Intra-abdominal soft-tissue tumours represent only 0,1%–0,2% of all adult malignancies; among them leiomyosarcoma is the most common histological subtype, accounting for approximately 25%–30% of cases. However, primary leiomyosarcoma of the adrenal gland is a very rare malignant mesenchymal tumour: to our knowledge, this is only the twelwfth case reported in literature.3,4,5,6,7,8,9,10,11,12

The aetiology of these neoplasms is unclear. A growing incidence of smooth muscle tumours in HIV and Epstein-Barr virus positive patients has been reported, but nothing certain is known about the pathogenetic involvement of these viruses.13 Despite the slow growth and late metastasis, leiomyosarcoma still carries a poor prognosis. The tumour may grow to a large size before directly invading adjacent structures; systemic spread occurs late, but there is a high incidence of local recurrence.

At present, the prognosis for leiomyosarcoma patients is not predictable.
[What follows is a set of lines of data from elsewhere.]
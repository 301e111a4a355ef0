//! Plugin runtime configuration.

use std::collections::HashMap;
use std::path::PathBuf;
use std::time::Duration;

use serde::{Deserialize, Serialize};

use crate::error::AppError;

/// Plugin runtime configuration.
#[derive(Debug, Clone, Serialize, Deserialize)]
pub struct PluginConfig {
    /// Root directory for externally installed plugins.
    #[serde(default = "default_plugins_path")]
    pub plugins_path: PathBuf,
    /// Directory holding plugins bundled with the host.
    #[serde(default)]
    pub bundled_plugins_path: Option<PathBuf>,
    /// Root of the host's static assets; core plugins live below it.
    #[serde(default = "default_static_root_path")]
    pub static_root_path: PathBuf,
    /// Remote plugin repository used for installs and update checks.
    #[serde(default = "default_repo_url")]
    pub repo_url: String,
    /// Poll interval of the crash-restart watchdog, in milliseconds.
    #[serde(default = "default_restart_interval")]
    pub restart_interval_ms: u64,
    /// Interval between update checks, in seconds.
    #[serde(default = "default_update_check_interval")]
    pub update_check_interval_seconds: u64,
    /// Whether the periodic update check runs at all.
    #[serde(default = "default_true")]
    pub update_checks_enabled: bool,
    /// Upper bound for a graceful plugin stop, in seconds.
    #[serde(default = "default_stop_timeout")]
    pub stop_timeout_seconds: u64,
    /// Host version advertised to backend processes.
    #[serde(default = "default_host_version")]
    pub host_version: String,
    /// Hosts that datasource URLs may point at. Empty allows every host.
    #[serde(default)]
    pub allowed_hosts: Vec<String>,
    /// Per-plugin settings exported to backend processes as environment variables.
    #[serde(default)]
    pub settings: HashMap<String, HashMap<String, String>>,
}

impl PluginConfig {
    /// Rejects values the runtime cannot work with.
    pub fn validate(&self) -> Result<(), AppError> {
        if self.restart_interval_ms == 0 {
            return Err(AppError::configuration(
                "plugins.restart_interval_ms must be greater than zero",
            ));
        }
        if self.update_check_interval_seconds == 0 {
            return Err(AppError::configuration(
                "plugins.update_check_interval_seconds must be greater than zero",
            ));
        }
        Ok(())
    }

    /// Restart watchdog poll interval, at least one millisecond.
    pub fn restart_interval(&self) -> Duration {
        Duration::from_millis(self.restart_interval_ms.max(1))
    }

    /// Update check interval, at least one second.
    pub fn update_check_interval(&self) -> Duration {
        Duration::from_secs(self.update_check_interval_seconds.max(1))
    }

    /// Graceful stop timeout.
    pub fn stop_timeout(&self) -> Duration {
        Duration::from_secs(self.stop_timeout_seconds)
    }

    /// Directories holding the core plugins shipped with the host.
    pub fn core_plugin_dirs(&self) -> Vec<PathBuf> {
        let plugins = self.static_root_path.join("app").join("plugins");
        vec![plugins.join("datasource"), plugins.join("panel")]
    }
}

impl Default for PluginConfig {
    fn default() -> Self {
        Self {
            plugins_path: default_plugins_path(),
            bundled_plugins_path: None,
            static_root_path: default_static_root_path(),
            repo_url: default_repo_url(),
            restart_interval_ms: default_restart_interval(),
            update_check_interval_seconds: default_update_check_interval(),
            update_checks_enabled: true,
            stop_timeout_seconds: default_stop_timeout(),
            host_version: default_host_version(),
            allowed_hosts: Vec::new(),
            settings: HashMap::new(),
        }
    }
}

fn default_plugins_path() -> PathBuf {
    PathBuf::from("./data/plugins")
}

fn default_static_root_path() -> PathBuf {
    PathBuf::from("./public")
}

fn default_repo_url() -> String {
    "https://plugins.plugd.dev/api/plugins".to_string()
}

fn default_restart_interval() -> u64 {
    1000
}

fn default_update_check_interval() -> u64 {
    600
}

fn default_stop_timeout() -> u64 {
    10
}

fn default_host_version() -> String {
    "0.0.0".to_string()
}

fn default_true() -> bool {
    true
}
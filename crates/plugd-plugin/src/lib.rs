//! # plugd-plugin
//!
//! Runtime supervisor for out-of-process plugins. Provides:
//!
//! - Plugin registry with at-most-once registration and decommissioning
//! - Process supervision with a fixed-interval crash-restart watchdog
//! - Request dispatch for queries, resource calls, health checks and metrics
//! - Streaming relay of resource-call responses with cancellation
//! - Lifecycle management: load, install, uninstall, update checks, shutdown
//! - Manifest loader and stdio RPC transport for plugin executables

pub mod client;
pub mod descriptor;
pub mod dispatcher;
pub mod env;
pub mod error;
pub mod installer;
pub mod instrumentation;
pub mod loader;
pub mod manager;
pub mod manifest;
pub mod protocol;
pub mod registry;
pub mod relay;
pub mod stream;
pub mod supervisor;
pub mod traits;
pub mod transport;
pub mod validator;

pub use client::BackendClient;
pub use descriptor::{PluginClass, PluginDescriptor, PluginType, StaticRoute};
pub use dispatcher::RequestDispatcher;
pub use error::{PluginError, PluginResult};
pub use installer::OfflineInstaller;
pub use instrumentation::PluginMetrics;
pub use loader::ManifestLoader;
pub use manager::{InstallOptions, PluginManager};
pub use registry::PluginRegistry;
pub use relay::{BufferedResponse, ResponseSink};
pub use stream::{ResourceReceiver, ResourceSender};
pub use supervisor::ProcessSupervisor;
pub use traits::{
    BackendFactory, PluginInstaller, PluginLoader, PluginSource, RequestValidator, UpdateInfo,
};
pub use transport::ProcessClient;
pub use validator::AllowListValidator;
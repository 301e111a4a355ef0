//! Host allow-list request validator.

use url::Url;

use crate::error::{PluginError, PluginResult};
use crate::traits::RequestValidator;

/// Allows calls only to hosts on a configured list.
///
/// An empty list allows everything. Empty target URLs are always allowed since
/// not every plugin talks to an external system.
#[derive(Debug, Clone, Default)]
pub struct AllowListValidator {
    allowed_hosts: Vec<String>,
}

impl AllowListValidator {
    /// Creates a validator; host names are compared case-insensitively.
    pub fn new(allowed_hosts: impl IntoIterator<Item = impl Into<String>>) -> Self {
        Self {
            allowed_hosts: allowed_hosts
                .into_iter()
                .map(|h| h.into().to_ascii_lowercase())
                .collect(),
        }
    }

    fn is_allowed(&self, host: &str) -> bool {
        self.allowed_hosts.iter().any(|allowed| {
            host == allowed
                || allowed
                    .strip_prefix("*.")
                    .is_some_and(|suffix| host.ends_with(&format!(".{suffix}")))
        })
    }
}

impl RequestValidator for AllowListValidator {
    fn validate(
        &self,
        target_url: &str,
        _request: Option<&http::request::Parts>,
    ) -> PluginResult<()> {
        if self.allowed_hosts.is_empty() || target_url.is_empty() {
            return Ok(());
        }

        let url = Url::parse(target_url).map_err(|e| PluginError::AccessDenied {
            reason: format!("invalid target URL: {e}"),
        })?;

        let host = url
            .host_str()
            .ok_or_else(|| PluginError::AccessDenied {
                reason: "target URL has no host".to_string(),
            })?
            .to_ascii_lowercase();

        if !self.is_allowed(&host) {
            return Err(PluginError::AccessDenied {
                reason: format!("host {host} is not allowed"),
            });
        }

        Ok(())
    }
}
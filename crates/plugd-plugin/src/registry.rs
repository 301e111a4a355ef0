//! Plugin registry — the single table of loaded plugin descriptors.

use std::collections::{HashMap, HashSet};
use std::sync::Arc;

use tokio::sync::RwLock;
use tracing::debug;

use crate::descriptor::{PluginDescriptor, PluginType};
use crate::error::{PluginError, PluginResult};

/// Registry of all loaded plugins, keyed by plugin ID.
///
/// The lock is held only for the map operation itself; no method calls back
/// into the registry or awaits anything else while holding it.
#[derive(Debug, Default)]
pub struct PluginRegistry {
    table: RwLock<Table>,
}

#[derive(Debug, Default)]
struct Table {
    /// Plugin ID → registration sequence and descriptor.
    plugins: HashMap<String, (u64, Arc<PluginDescriptor>)>,
    next_seq: u64,
}

impl PluginRegistry {
    /// Creates a new empty plugin registry.
    pub fn new() -> Self {
        Self::default()
    }

    /// Registers a plugin.
    ///
    /// Fails if the ID is present, including decommissioned entries that have
    /// not been unregistered yet.
    pub async fn register(&self, plugin: Arc<PluginDescriptor>) -> PluginResult<()> {
        let mut table = self.table.write().await;

        if table.plugins.contains_key(&plugin.id) {
            return Err(PluginError::AlreadyRegistered {
                plugin_id: plugin.id.clone(),
            });
        }

        debug!(plugin_id = %plugin.id, "Plugin registered");
        let seq = table.next_seq;
        table.next_seq += 1;
        table.plugins.insert(plugin.id.clone(), (seq, plugin));

        Ok(())
    }

    /// Gets a live plugin by ID.
    ///
    /// Decommissioned plugins are invisible here even before they are removed.
    pub async fn lookup(&self, plugin_id: &str) -> Option<Arc<PluginDescriptor>> {
        let plugin = self
            .table
            .read()
            .await
            .plugins
            .get(plugin_id)
            .map(|(_, plugin)| Arc::clone(plugin))?;

        if plugin.is_decommissioned() {
            return None;
        }

        Some(plugin)
    }

    /// Lists registered plugins of the given types in registration order;
    /// an empty slice means all types.
    pub async fn list_by_type(&self, types: &[PluginType]) -> Vec<Arc<PluginDescriptor>> {
        let requested: HashSet<PluginType> = if types.is_empty() {
            PluginType::ALL.into_iter().collect()
        } else {
            types.iter().copied().collect()
        };

        let table = self.table.read().await;
        let mut matching: Vec<_> = table
            .plugins
            .values()
            .filter(|(_, p)| requested.contains(&p.plugin_type))
            .collect();
        matching.sort_by_key(|(seq, _)| *seq);

        matching.into_iter().map(|(_, p)| Arc::clone(p)).collect()
    }

    /// IDs of every registered plugin that is not decommissioned.
    pub async fn registered_ids(&self) -> HashSet<String> {
        let table = self.table.read().await;
        table
            .plugins
            .values()
            .filter(|(_, p)| !p.is_decommissioned())
            .map(|(_, p)| p.id.clone())
            .collect()
    }

    /// Removes a plugin entirely.
    pub async fn unregister(&self, plugin_id: &str) -> Option<Arc<PluginDescriptor>> {
        let removed = self
            .table
            .write()
            .await
            .plugins
            .remove(plugin_id)
            .map(|(_, plugin)| plugin);

        if removed.is_some() {
            debug!(plugin_id = %plugin_id, "Plugin unregistered");
        }

        removed
    }

    /// Returns plugin count, decommissioned entries included.
    pub async fn count(&self) -> usize {
        self.table.read().await.plugins.len()
    }
}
Survival depends on tumour size, location, feasibility of complete resection14 and morphologic grading (presence of mitotic activity, necrotic areas, nuclear atypia).15,16 The morphology-based grading system alone makes it difficult to predict outcome, although in some studies tumour size and histological grade have correlated with biologic behaviour. In fact, little is known about the mechanisms underlying the development of aggressive tumour behaviour, and about the molecular genetic changes associated with clinical outcome. Chromosomal aberrations may contribute to morphological changes in soft-tissue leiomyosarcomas,17,18 as these alterations of gene expression appear to be correlated with the tumour’s clinical behaviour and histological grade. The striking dissimilarities in the gene expression patterns of leiomyosarcomas of varying differentiation status and clinical aggressiveness seem to suggest that several and different genetic abnormalities are responsible for the genesis and progression of this tumour.19 For instance, 13q14-q21 loss and 5p14-pter gain at diagnosis could be used to identify patients with leiomyosarcoma who are likely to have a shorter survival and who might benefit from early treatment intensification. Analysis of the RB-1 genes and proteins in the Rb-cyclinD pathway has revealed frequent abnormalities in leiomyosarcomas.
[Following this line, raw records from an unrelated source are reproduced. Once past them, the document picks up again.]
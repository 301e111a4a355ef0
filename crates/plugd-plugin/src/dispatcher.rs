//! Request dispatcher — typed entry points that route calls to plugin backends.
//!
//! Every operation looks the target plugin up in the registry, invokes its
//! client under the caller's cancellation token and normalizes the failure.

use std::future::Future;
use std::sync::Arc;

use bytes::Bytes;
use tokio_util::sync::CancellationToken;
use tracing::{debug, warn};

use crate::error::{PluginError, PluginResult};
use crate::instrumentation::{
    ENDPOINT_CALL_RESOURCE, ENDPOINT_CHECK_HEALTH, ENDPOINT_COLLECT_METRICS, ENDPOINT_QUERY_DATA,
    PluginMetrics,
};
use crate::protocol::{
    CallResourceRequest, CheckHealthRequest, CheckHealthResult, CollectMetricsResult,
    PluginContext, QueryDataRequest, QueryDataResponse,
};
use crate::registry::PluginRegistry;
use crate::relay::{self, ResponseSink};
use crate::stream;
use crate::traits::RequestValidator;

/// Routes typed requests to registered plugins.
pub struct RequestDispatcher {
    registry: Arc<PluginRegistry>,
    validator: Arc<dyn RequestValidator>,
    metrics: PluginMetrics,
}

impl std::fmt::Debug for RequestDispatcher {
    fn fmt(&self, f: &mut std::fmt::Formatter<'_>) -> std::fmt::Result {
        f.debug_struct("RequestDispatcher").finish_non_exhaustive()
    }
}

impl RequestDispatcher {
    /// Creates a dispatcher over `registry`.
    pub fn new(
        registry: Arc<PluginRegistry>,
        validator: Arc<dyn RequestValidator>,
        metrics: PluginMetrics,
    ) -> Self {
        Self {
            registry,
            validator,
            metrics,
        }
    }

    /// Request metrics recorded by this dispatcher.
    pub fn metrics(&self) -> &PluginMetrics {
        &self.metrics
    }

    /// Executes data queries.
    ///
    /// An unknown plugin yields an empty response rather than an error.
    pub async fn query_data(
        &self,
        cancel: &CancellationToken,
        req: QueryDataRequest,
    ) -> PluginResult<QueryDataResponse> {
        let plugin_id = req.plugin_context.plugin_id.clone();

        let Some(plugin) = self.registry.lookup(&plugin_id).await else {
            debug!(plugin_id = %plugin_id, "Query for unknown plugin");
            return Ok(QueryDataResponse::default());
        };
        let client = plugin.client().cloned().ok_or(PluginError::Unavailable)?;

        self.metrics
            .instrument(
                &plugin_id,
                ENDPOINT_QUERY_DATA,
                with_cancel(cancel, client.query_data(req)),
            )
            .await
            .map_err(|e| {
                if e.is_passthrough() || matches!(e, PluginError::Cancelled) {
                    e
                } else {
                    PluginError::QueryFailed {
                        plugin_id: plugin_id.clone(),
                        source: Box::new(e),
                    }
                }
            })
    }

    /// Forwards an HTTP request to a plugin and relays its streamed response into `sink`.
    ///
    /// `path` is the resource path below the plugin's resource root. On any
    /// error nothing has been relayed yet, so a JSON error response is written
    /// to `sink` before the error is returned.
    pub async fn call_resource<S>(
        &self,
        cancel: &CancellationToken,
        req: http::Request<Bytes>,
        path: &str,
        ctx: PluginContext,
        sink: &mut S,
    ) -> PluginResult<()>
    where
        S: ResponseSink + ?Sized,
    {
        let result = self.call_resource_inner(cancel, req, path, ctx, &mut *sink).await;

        if let Err(e) = &result {
            if let Err(write_err) = relay::write_error(sink, e).await {
                warn!(error = %write_err, "Failed to write resource error response");
            }
        }

        result
    }

    async fn call_resource_inner<S>(
        &self,
        cancel: &CancellationToken,
        req: http::Request<Bytes>,
        path: &str,
        ctx: PluginContext,
        sink: &mut S,
    ) -> PluginResult<()>
    where
        S: ResponseSink + ?Sized,
    {
        let (parts, body) = req.into_parts();

        self.validator.validate(ctx.datasource_url(), Some(&parts))?;

        let plugin_id = ctx.plugin_id.clone();
        let plugin = self
            .registry
            .lookup(&plugin_id)
            .await
            .ok_or(PluginError::NotRegistered)?;
        let client = plugin.client().cloned().ok_or(PluginError::Unavailable)?;

        let mut headers = parts.headers.clone();
        let keep = ctx
            .datasource
            .as_ref()
            .map(|ds| ds.keep_cookies())
            .unwrap_or_default();
        relay::clear_cookie_header(&mut headers, &keep);

        let url = match parts.uri.query() {
            Some(query) if !query.is_empty() => format!("{path}?{query}"),
            _ => path.to_string(),
        };

        let request = CallResourceRequest {
            plugin_context: ctx,
            path: path.to_string(),
            method: parts.method.to_string(),
            url,
            headers: relay::header_multimap(&headers),
            body,
        };

        let child = cancel.child_token();
        let (tx, mut rx) = stream::channel(child.clone());

        let invoke = async {
            let res = with_cancel(&child, client.call_resource(request, &tx)).await;
            if tx.close().is_err() {
                debug!(plugin_id = %plugin_id, "Resource stream already closed by plugin");
            }
            res
        };

        let drain = async {
            let res = relay::relay_stream(&plugin_id, &mut rx, &mut *sink).await;
            child.cancel();
            res
        };

        let call = async {
            let (invoked, drained) = tokio::join!(invoke, drain);

            match (invoked, drained) {
                (Ok(()), Ok(_)) => Ok(()),
                (Err(e), Ok(chunks)) => {
                    warn!(
                        plugin_id = %plugin_id,
                        chunks,
                        error = %e,
                        "Resource call failed after response started"
                    );
                    Ok(())
                }
                (Ok(()), Err(e)) => Err(e),
                // Our own cancellation after a failed drain hides the real cause.
                (Err(PluginError::Cancelled), Err(e)) if !cancel.is_cancelled() => Err(e),
                (Err(e), Err(_)) => Err(e),
            }
        };

        self.metrics
            .instrument(&plugin_id, ENDPOINT_CALL_RESOURCE, call)
            .await
    }

    /// Collects a plugin's own metrics.
    pub async fn collect_metrics(
        &self,
        cancel: &CancellationToken,
        plugin_id: &str,
    ) -> PluginResult<CollectMetricsResult> {
        let plugin = self
            .registry
            .lookup(plugin_id)
            .await
            .ok_or(PluginError::NotRegistered)?;
        let client = plugin.client().cloned().ok_or(PluginError::Unavailable)?;

        self.metrics
            .instrument(
                plugin_id,
                ENDPOINT_COLLECT_METRICS,
                with_cancel(cancel, client.collect_metrics()),
            )
            .await
    }

    /// Checks a plugin's health.
    ///
    /// A datasource URL rejected by the validator produces a forbidden result,
    /// not an error.
    pub async fn check_health(
        &self,
        cancel: &CancellationToken,
        req: CheckHealthRequest,
    ) -> PluginResult<CheckHealthResult> {
        let plugin_id = req.plugin_context.plugin_id.clone();

        if let Err(e) = self
            .validator
            .validate(req.plugin_context.datasource_url(), None)
        {
            debug!(plugin_id = %plugin_id, error = %e, "Health check target rejected");
            return Ok(CheckHealthResult::forbidden());
        }

        let plugin = self
            .registry
            .lookup(&plugin_id)
            .await
            .ok_or(PluginError::NotRegistered)?;
        let client = plugin.client().cloned().ok_or(PluginError::Unavailable)?;

        self.metrics
            .instrument(
                &plugin_id,
                ENDPOINT_CHECK_HEALTH,
                with_cancel(cancel, client.check_health(req)),
            )
            .await
            .map_err(|e| {
                if e.is_passthrough() || matches!(e, PluginError::Cancelled) {
                    e
                } else {
                    PluginError::HealthCheckFailed {
                        plugin_id: plugin_id.clone(),
                        source: Box::new(e),
                    }
                }
            })
    }
}

/// Races `fut` against `cancel`.
async fn with_cancel<T, F>(cancel: &CancellationToken, fut: F) -> PluginResult<T>
where
    F: Future<Output = PluginResult<T>>,
{
    tokio::select! {
        biased;
        _ = cancel.cancelled() => Err(PluginError::Cancelled),
        res = fut => res,
    }
}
Because of the prolonged time interval separating the diagnosis of the primary tumour and the involvement of distant sites, an accurate and early diagnosis of these neoplasms must be made. Indeed, improved diagnostic approaches are enabling the early diagnosis and surgical treatment of an increasing number of cases. Radical surgical resection remains the only proven therapeutic modality that prolongs the survival in patients with leiomyosarcoma.15,20 Histological grade often correlates with biological behaviour and with prognosis. The principal sites of metastasis are lungs and liver; regional lymph node metastasis are rare.

Postoperative adjuvant radiation therapy is recommended for the treatment of locally advanced malignancy.21 The efficacy of chemotherapy is poorly defined and very limited; pre-operatively it can be performed in cases of inoperable tumours, whereas in the post-operative setting it may be suggested for incompletely resected or metastatic tumours. In patients with locally advanced or metastatic disease any one of the many schemes containing an anthracycline and/or ifosfamide may be considered the standard.15 Few chemotherapeutic agents are active as second-line treatment. Gemcitabine, taxans and others are considered quite ineffective, although responses to these agents have been reported in rare cases.22,23

Conclusively, complete surgical resection followed by a combination of radiotherapy and chemotherapy may constitute the optimal treatment for advanced leiomyosarcoma to ensure long-term survival, even if recurrences are frequent.15,24 In our case, the tumour had completely replaced the right adrenal gland but no other structure appeared to be infiltrated.

Treatment was therefore limited to surgical resection with no oncological treatment provided after surgery, and no evidence of recurrent disease was observed one year later.